Ma vie de Courgette se vit. Comme la lecture du Bleu est une couleur chaude de Jul Marot ou l'écoute de Dangereuse de Christophe, ce film a l'aptitude de m'enfermer dans un cocon à chaque visionnage. Pendant comme après, je me sens apte à débarrasser le monde de la Covid, pardonner ses crasses à mon pire ennemi, et trouver que ma voisine nonagénaire a une plastique de rêve. Oui, à ce point, et bien-sûr en adéquation.
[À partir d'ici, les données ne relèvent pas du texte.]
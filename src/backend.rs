//! The environment-backend seam.
//!
//! [`EnvironmentBackend`] is the capability surface the runtime needs
//! from an isolation provider: create/start, execute, sample, and
//! destroy. [`DockerBackend`] is the production implementation; tests
//! substitute a mock to exercise the orchestration invariants without
//! a daemon.

use async_trait::async_trait;
use bollard::Docker;
use std::path::Path;
use std::time::Duration;

use crate::config::{ResourceLimits, SandboxConfig};
use crate::error::{ConfigError, ExecError, ProvisionError};
use crate::exec::{ExecutionSupervisor, RawExecution};
use crate::monitor::{ResourceMonitor, SamplingSession};
use crate::provision::{ContainerProvisioner, EnvironmentHandle};
use crate::teardown;

/// Capability surface the sandbox runtime needs from an
/// isolated-environment backend.
#[async_trait]
pub trait EnvironmentBackend: Send + Sync {
    /// Creates and starts one isolated environment with the artifact
    /// directory mounted at a fixed in-environment path.
    async fn provision(&self, artifact_dir: &Path) -> Result<EnvironmentHandle, ProvisionError>;

    /// Subscribes to the environment's resource-usage stream. Must
    /// not block; sampling proceeds concurrently with execution.
    fn start_sampling(&self, handle: &EnvironmentHandle) -> SamplingSession;

    /// Runs the configured command once, delivering `input` on
    /// standard input.
    async fn execute(
        &self,
        handle: &EnvironmentHandle,
        input: &str,
    ) -> Result<RawExecution, ExecError>;

    /// Stops and removes the environment. Returns `false` if either
    /// step failed; never raises.
    async fn destroy(&self, handle: &EnvironmentHandle) -> bool;
}

/// Docker implementation of [`EnvironmentBackend`], built on bollard.
pub struct DockerBackend {
    docker: Docker,
    provisioner: ContainerProvisioner,
    monitor: ResourceMonitor,
    supervisor: ExecutionSupervisor,
    command: Vec<String>,
    limits: ResourceLimits,
    timeout: Duration,
}

impl DockerBackend {
    /// Builds a backend from a Docker client and a sandbox config.
    pub fn new(docker: Docker, config: &SandboxConfig) -> Result<Self, ConfigError> {
        config.validate()?;
        let limits = config.limits()?;

        Ok(Self {
            provisioner: ContainerProvisioner::new(docker.clone(), config.image.clone()),
            monitor: ResourceMonitor::new(docker.clone()),
            supervisor: ExecutionSupervisor::new(docker.clone()),
            docker,
            command: config.command.clone(),
            limits,
            timeout: config.timeout(),
        })
    }
}

#[async_trait]
impl EnvironmentBackend for DockerBackend {
    async fn provision(&self, artifact_dir: &Path) -> Result<EnvironmentHandle, ProvisionError> {
        self.provisioner.provision(artifact_dir, &self.limits).await
    }

    fn start_sampling(&self, handle: &EnvironmentHandle) -> SamplingSession {
        self.monitor.start_sampling(handle)
    }

    async fn execute(
        &self,
        handle: &EnvironmentHandle,
        input: &str,
    ) -> Result<RawExecution, ExecError> {
        self.supervisor
            .execute(handle, &self.command, input, self.timeout)
            .await
    }

    async fn destroy(&self, handle: &EnvironmentHandle) -> bool {
        teardown::destroy(&self.docker, handle).await
    }
}

#[cfg(test)]
mod tests {
    use super::*;

    #[test]
    fn test_backend_rejects_empty_command() {
        let Ok(docker) = Docker::connect_with_local_defaults() else {
            return;
        };
        let config = SandboxConfig {
            command: Vec::new(),
            ..SandboxConfig::default()
        };
        assert!(matches!(
            DockerBackend::new(docker, &config),
            Err(ConfigError::EmptyCommand)
        ));
    }

    #[test]
    fn test_backend_rejects_bad_memory_limit() {
        let Ok(docker) = Docker::connect_with_local_defaults() else {
            return;
        };
        let mut config = SandboxConfig::default();
        config.resources.memory = "plenty".to_string();
        assert!(matches!(
            DockerBackend::new(docker, &config),
            Err(ConfigError::InvalidMemoryLimit { .. })
        ));
    }
}
//! Environment provisioning: one container per batch, created and
//! started with the artifact directory mounted and resource limits
//! applied.

use bollard::container::{Config as ContainerConfig, CreateContainerOptions, RemoveContainerOptions};
use bollard::service::HostConfig;
use bollard::Docker;
use std::path::Path;
use tracing::{debug, info};

use crate::config::ResourceLimits;
use crate::error::ProvisionError;
use crate::image;

/// Fixed in-environment path the artifact directory is mounted at.
pub const ARTIFACT_MOUNT: &str = "/app";

/// Identity of a provisioned, running environment.
///
/// Exclusively owned by one batch; never reused across batches.
#[derive(Debug, Clone, PartialEq, Eq)]
pub struct EnvironmentHandle {
    /// Backend-assigned container id.
    pub id: String,
    /// Human-readable container name.
    pub name: String,
}

impl std::fmt::Display for EnvironmentHandle {
    fn fmt(&self, f: &mut std::fmt::Formatter<'_>) -> std::fmt::Result {
        write!(f, "{}", self.name)
    }
}

/// Creates and starts isolated environments bound to artifact
/// directories.
pub(crate) struct ContainerProvisioner {
    docker: Docker,
    image: String,
}

impl ContainerProvisioner {
    pub(crate) fn new(docker: Docker, image: String) -> Self {
        Self { docker, image }
    }

    /// Provision one environment: verify the image, create the
    /// container with limits and the artifact bind mount, and start
    /// it. On success the environment is running, not merely created.
    pub(crate) async fn provision(
        &self,
        artifact_dir: &Path,
        limits: &ResourceLimits,
    ) -> Result<EnvironmentHandle, ProvisionError> {
        self.docker
            .ping()
            .await
            .map_err(|e| ProvisionError::backend_unavailable(e.to_string()))?;

        image::ensure_available(&self.docker, &self.image).await?;

        let name = container_name();
        let config = build_container_config(&self.image, artifact_dir, limits)?;

        debug!("creating container: {name}");
        let created = self
            .docker
            .create_container(
                Some(CreateContainerOptions {
                    name: name.clone(),
                    platform: None,
                }),
                config,
            )
            .await
            .map_err(|e| ProvisionError::create_failed(e.to_string()))?;

        let handle = EnvironmentHandle {
            id: created.id,
            name,
        };

        debug!(environment = %handle, "starting container");
        if let Err(e) = self
            .docker
            .start_container::<String>(&handle.id, None)
            .await
        {
            // Partially created resource: remove it before surfacing.
            let _ = self
                .docker
                .remove_container(
                    &handle.id,
                    Some(RemoveContainerOptions {
                        force: true,
                        ..Default::default()
                    }),
                )
                .await;
            return Err(ProvisionError::start_failed(e.to_string()));
        }

        info!(environment = %handle, "environment provisioned");
        Ok(handle)
    }
}

fn container_name() -> String {
    let id = uuid::Uuid::new_v4().simple().to_string();
    format!("judgebox-{}", &id[..12])
}

fn build_container_config(
    image: &str,
    artifact_dir: &Path,
    limits: &ResourceLimits,
) -> Result<ContainerConfig<String>, ProvisionError> {
    let bind = bind_spec(artifact_dir)?;

    Ok(ContainerConfig {
        image: Some(image.to_string()),
        attach_stdin: Some(true),
        attach_stdout: Some(true),
        attach_stderr: Some(true),
        open_stdin: Some(true),
        // The image's default shell holds the environment open
        // between command executions.
        tty: Some(true),
        network_disabled: Some(limits.network_disabled),
        host_config: Some(HostConfig {
            binds: Some(vec![bind]),
            memory: Some(limits.memory_bytes),
            memory_swap: Some(limits.swap_bytes),
            nano_cpus: Some(limits.cpu_count.saturating_mul(1_000_000_000)),
            ..Default::default()
        }),
        ..Default::default()
    })
}

fn bind_spec(artifact_dir: &Path) -> Result<String, ProvisionError> {
    let host = artifact_dir
        .to_str()
        .ok_or_else(|| ProvisionError::invalid_artifact_path(artifact_dir))?;
    Ok(format!("{host}:{ARTIFACT_MOUNT}:rw"))
}

#[cfg(test)]
mod tests {
    use super::*;

    fn limits() -> ResourceLimits {
        ResourceLimits {
            memory_bytes: 100 * 1024 * 1024,
            swap_bytes: 0,
            cpu_count: 1,
            network_disabled: true,
        }
    }

    #[test]
    fn test_bind_spec() {
        let bind = bind_spec(Path::new("/tmp/artifact")).unwrap();
        assert_eq!(bind, "/tmp/artifact:/app:rw");
    }

    #[test]
    fn test_container_name_shape() {
        let name = container_name();
        assert!(name.starts_with("judgebox-"));
        assert_eq!(name.len(), "judgebox-".len() + 12);
        assert_ne!(name, container_name());
    }

    #[test]
    fn test_container_config_applies_limits() {
        let config =
            build_container_config("openjdk:8-alpine", Path::new("/tmp/artifact"), &limits())
                .unwrap();
        assert_eq!(config.image.as_deref(), Some("openjdk:8-alpine"));
        assert_eq!(config.network_disabled, Some(true));

        let host = config.host_config.unwrap();
        assert_eq!(host.memory, Some(100 * 1024 * 1024));
        assert_eq!(host.memory_swap, Some(0));
        assert_eq!(host.nano_cpus, Some(1_000_000_000));
        assert_eq!(host.binds, Some(vec!["/tmp/artifact:/app:rw".to_string()]));
    }

    #[test]
    fn test_handle_display_uses_name() {
        let handle = EnvironmentHandle {
            id: "deadbeef".to_string(),
            name: "judgebox-abc123def456".to_string(),
        };
        assert_eq!(handle.to_string(), "judgebox-abc123def456");
    }
}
Ce film sans mièvrerie ni démagogie aucune a le don de concilier les choses simples aux sujets graves, l'innocence enfantine comme la douceur (voire la noirceur) du monde des adultes, seul ou partagées. Tout le monde ou presque y trouve son compte sans réel effort.
Avec comme perspective de nous montrer l'intégration d'un jeune garçon ayant fraîchement et ambigument perdu sa mère dans un orphelinat, le film consiste en un de situations aussi drôles que tendres, volontiers caricaturales sur certains bords mais dénuée de tout manichéisme crispant, et ce en à peine une heure. Une heure de relations humaines et de circonstances primitives durant laquelle on se surprend à rire de bon coeur face à une clarification puérile sur l'acte sexuel, à s'identifier à travers les fragilités d'Icare, Simon et Camille, ou pour ne citer que, à fondre devant un commissaire (incarné par Michel Vuillermoz) traitant ses plantes comme ses enfants tel un Jean Reno apprivoisé.
Tous ces personnages de pâte à modeler s'épanouissent autant que nous, dont on découvre que l'unique cas d'école dans cette histoire est
la tante de Camille, autant aimante qu'une porte de prison et qu'on croirait tout droit sortie du plus sordide des Hitchcock.
La bande originale concoctée par Sophie Hunger est, bien que principalement conduite par la reprise - préexistante - de Noir Désir, s'harmonise avec cet univers conçu d'une stop motion désarmante et et toute l'espièglerie caractérisant Courgette. Sous la houlette de Claude Barras, celui-ci laisse er ça et là quelques détails de mise en scène étonnants franchissant les frontières de l'animation pour se rapprocher volontiers plus près de nous.
Si dans ses grandes lignes elle n'a rien de réellement originale, cette vie de Courgette sort du lot en étant une production franco-suisse d'une part. Mais surtout, une fable universelle, en tout point satisfaisante. Une dose de joie de vivre à consommer sans parcimonie, rappelant que les choses les plus belles au fond sont les plus ordinaires.